Daily Gospel Reflection – 24 September 2021 Luke 9:18-22

18One day as Jesus was praying in private and the disciples were with Him, He questioned them: “Who do the crowds say I am?” 19They replied, “Some say John the Baptist; others say Elijah; and still others, that a prophet of old has arisen.” 20“But what about you?” Jesus asked. “Who do you say I am?” Peter answered, “The Christ of God.” 21Jesus strictly warned them not to tell this to anyone. 22“The Son of Man must suffer many things,” He said. “He must be rejected by the elders, chief priests, and scribes, and He must be killed and on the third day be raised to life.”

St John puts Peter’s confession after his teaching on Jesus being the Bread of life that people must eat of to live. Many people turned away because they did not understand, but Peter said – “Lord, to whom would we go? You have the words of eternal life.  We believe and know that You are the Holy One of God.” (You are the Christ, the Son of the living God). (John 6:68, 69) St Luke puts it after the feeding of the 5000. The Gospel of Matthew puts it after he had warned them of the Yeast of the Pharisees, and he refers to the feeding of the 5000 and the 4000 and says that it was when they were in Caesarea Phillipi. (Matthew 16:16) Mark 8:27 has them having the discussion on the road as they journeyed around Caesarea Phillipi, also after the warning about the yeast of the Pharisees, and Mark throws in a healing of a blind man at Bethsaida (Mark 8:22) as a link between their misunderstanding about Jesus being the true bread from heaven and the yeast of the Pharisees and the fact that he was the Christ. We must remember that each author collated the story and placed incidents for theological not chronological reasons. But all the Gospels speak of the confession of Peter being made in between the teaching about Jesus being the bread of life and him explaining that he would be crucified. Luke has it in the context of prayer, the others in the context of ministry, the two intimate actions of the Christian – prayer and action.

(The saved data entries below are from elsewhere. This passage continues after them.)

//! Message definitions and the request bus
//!
//! The typed protocol between the request layer and the store actor.

use std::time::Duration;

use crossbeam::channel::{bounded, RecvTimeoutError, Sender};

use crate::error::{EpochError, Result};

/// A message delivered to the store actor's inbox
///
/// All three operations travel through one FIFO channel, so they are
/// processed strictly in the order they were accepted.
#[derive(Debug)]
pub enum Message {
    /// Point lookup; answered on `reply` before the next message is
    /// processed. `None` means not-found, which is a normal outcome,
    /// never a fault.
    Get {
        key: String,
        version: i64,
        reply: Sender<Option<String>>,
    },

    /// Store a value under `(key, version)`. Fire-and-forget.
    Put {
        key: String,
        value: String,
        version: i64,
    },

    /// Ask the actor to snapshot if it has unsaved writes. Fire-and-forget.
    Snapshot,
}

/// Client side of the store actor's inbox
///
/// Cheap to clone; every clone feeds the same FIFO inbox. Once the actor
/// has stopped, all operations fail with `StoreUnavailable`.
#[derive(Debug, Clone)]
pub struct StoreHandle {
    inbox: Sender<Message>,
    get_timeout: Duration,
}

impl StoreHandle {
    pub(crate) fn new(inbox: Sender<Message>, get_timeout: Duration) -> Self {
        Self { inbox, get_timeout }
    }

    /// Look up the entry for `key` with the smallest stored version >= `version`
    ///
    /// Synchronous request/response: blocks until the actor answers on a
    /// per-call reply channel, bounded by the caller-side timeout. Returns
    /// `Ok(None)` on not-found.
    pub fn get(&self, key: impl Into<String>, version: i64) -> Result<Option<String>> {
        let (reply_tx, reply_rx) = bounded(1);
        self.send(Message::Get {
            key: key.into(),
            version,
            reply: reply_tx,
        })?;

        reply_rx.recv_timeout(self.get_timeout).map_err(|e| match e {
            RecvTimeoutError::Timeout => EpochError::ResponseTimeout,
            // Actor dropped the reply sender without answering (stopped mid-flight).
            RecvTimeoutError::Disconnected => {
                EpochError::StoreUnavailable("store actor dropped the reply".to_string())
            }
        })
    }

    /// Store `value` under `(key, version)`
    ///
    /// Fire-and-forget: success is implied by the send being accepted. The
    /// actor performs no I/O on this path and cannot fail once it has the
    /// message.
    pub fn put(&self, key: impl Into<String>, value: impl Into<String>, version: i64) -> Result<()> {
        self.send(Message::Put {
            key: key.into(),
            value: value.into(),
            version,
        })
    }

    /// Ask the actor to snapshot its index if dirty. Fire-and-forget.
    pub fn request_snapshot(&self) -> Result<()> {
        self.send(Message::Snapshot)
    }

    fn send(&self, message: Message) -> Result<()> {
        self.inbox
            .send(message)
            .map_err(|_| EpochError::StoreUnavailable("store actor inbox closed".to_string()))
    }
}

We looked yesterday at the relevance of the statement about John the Baptist, and Elijah – reminders that the people throughout Judaism were expecting a Messiah, they were expecting the “Son of God” but all four Gospels relate how they struggled to recognise Jesus as that Messiah. Marks healing miracle is informative.  (Mark 8: 22-25)

22When they arrived at Bethsaida, some people brought a blind man and begged Jesus to touch him. 23So He took the blind man by the hand and led him out of the village. Then He spit on the man’s eyes and placed His hands on him. “Can you see anything?” He asked.  24The man looked up and said, “I can see the people, but they look like trees walking around.”  25Once again Jesus placed His hands on the man’s eyes, and when he opened them his sight was restored, and he could see everything clearly. “

For me this scripture is speaking about people’s relationship with Jesus – they were waiting for the healer of the world, but much of what he did insulted the Pharisees and the Sadducees, because they were locked in the culture of the Law, they could not see the wood for the trees, as the expression goes. The first encounter with Jesus left them confused, but Jesus persisted and opened their eyes, and they saw the Christ.

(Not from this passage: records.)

//! Versioned Index Module
//!
//! In-memory, ordered, multi-version container for all stored data.
//!
//! ## Responsibilities
//! - Hold every `(key, version)` write, ordered by `(key ASC, version ASC)`
//! - Exact-duplicate replace on `(key, version)` collisions
//! - Point lookups pivoting on `(key, version)`
//! - Ordered iteration for snapshot serialization
//!
//! ## Data Structure Choice
//! BTreeMap keyed by the `(String, i64)` composite:
//! - Ordered keys give the multi-version total order for free
//! - Insert on the composite key is exactly the replace-on-duplicate rule
//! - No internal locking: the index is always owned by exactly one task
//!   (the store actor), so concurrency is handled above this layer

mod table;

pub use table::VersionedIndex;

use serde::{Deserialize, Serialize};

/// One stored `(key, value, version)` record
///
/// `version` is a caller-supplied ordering token (a logical or wall-clock
/// timestamp). It is never validated for monotonicity.
#[derive(Debug, Clone, PartialEq, Eq, Serialize, Deserialize)]
pub struct VersionedEntry {
    pub key: String,
    pub value: String,
    pub version: i64,
}

impl VersionedEntry {
    pub fn new(key: impl Into<String>, value: impl Into<String>, version: i64) -> Self {
        Self {
            key: key.into(),
            value: value.into(),
            version,
        }
    }
}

The understanding that the Jews had built up over centuries, since King David, was that the Messiah would come and rebuild the Nation of Israel, reunite them and in power and majesty, restore the fortunes of Israel. When Jesus explained that he was given for the world and that he was the bread of life that would sustain people in the wilderness, they were thinking  – ‘no don’t speak to us about the wilderness’, you are supposed to be reigning in the Temple Courts of a restored Jerusalem not keeping us out in the wilderness. Manna in the wilderness was not what they wanted Christ to be – they wanted him to be King of the conquering nation. In the wilderness, they had asked “what is this” in the Wilderness they lived in uncertainty, but in the temple, they had clearly defined for themselves who God was and how to worship him. They lived in certainty. The temple had storehouses of grain there was security and certainty, in the wilderness, they were vulnerable and completely dependant on God’s provision. Jesus the bread of life was the true bread from heaven, the man-made laws of the Pharisees was contaminated, with human desires.

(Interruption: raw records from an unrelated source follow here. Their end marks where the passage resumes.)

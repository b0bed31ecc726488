//! # epochkv
//!
//! An in-memory, multi-version key-value store with:
//! - A single exclusive-writer actor owning all stored state
//! - Multi-version `(key, version)` ordering and point lookups
//! - Periodic best-effort crash-recovery snapshots to disk
//! - Snapshot restore on startup
//!
//! ## Architecture Overview
//!
//! ```text
//! ┌─────────────────────────────────────────────────────────────┐
//! │                    Request Layer                             │
//! │              (HTTP adapter, out of core)                     │
//! └─────────────────────┬───────────────────────────────────────┘
//!                       │                    ┌──────────────────┐
//! ┌─────────────────────▼──────────────┐    │    Snapshot      │
//! │            Request Bus             │◄───┤    Scheduler     │
//! │      (FIFO inbox, one consumer)    │    │  (periodic tick) │
//! └─────────────────────┬──────────────┘    └──────────────────┘
//!                       │
//! ┌─────────────────────▼──────────────┐
//! │            Store Actor             │
//! │   (sole owner, serialized loop)    │
//! └─────────┬──────────────────┬───────┘
//!           │                  │ point-in-time copy
//!           ▼                  ▼
//!   ┌──────────────┐   ┌──────────────┐
//!   │  Versioned   │   │   Snapshot   │
//!   │    Index     │   │  Persistence │
//!   │  (BTreeMap)  │   │ (state_<t>)  │
//!   └──────────────┘   └──────────────┘
//! ```
//!
//! There is no write-ahead log: the durability window equals the snapshot
//! interval. Old versions are never compacted; every write is retained.

// =============================================================================
// Module Declarations
// =============================================================================

pub mod error;
pub mod config;

pub mod index;
pub mod actor;
pub mod snapshot;

// =============================================================================
// Public API Re-exports
// =============================================================================

pub use error::{EpochError, Result};
pub use config::Config;
pub use index::{VersionedEntry, VersionedIndex};
pub use actor::{RunningStore, StoreActor, StoreHandle};
pub use snapshot::{RunningScheduler, SnapshotScheduler, SnapshotStore};

// =============================================================================
// Version Info
// =============================================================================

/// Current version of epochkv
pub const VERSION: &str = env!("CARGO_PKG_VERSION");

 Where does your confession of Christ lie? Are you prepared to walk with God in uncertainty? What are your expectations of God for your life? When you read the Gospel, you will find your thoughts and attitudes and perceptions and confusions personified in the lives of the bible characters. Recognise them, confess them on the road, in action, and in your inner chamber of prayer, confess Jesus as the Messiah, the saviour of the world, the Bread of life, who gives his life to conquer the sin of death. One day you will reign with him in glory, but for now, you must serve with him in humility. Who do you say Jesus is? Have your eyes been opened to the truth? Receive the body of Christ – unite with him, and be used by him to bring hope, healing, forgiveness, sight to the blind, even in the uncertainty of life.

Let us pray:

Lord God open our eyes to understand the scriptures and to receive you as the bread of life – keep us curious and seeking your will for our lives, give us the courage to lay down our lives and be used by you for your praise and glory. For you are lifted high and exalted, you laid down your life, give us the strength to lay ours down too.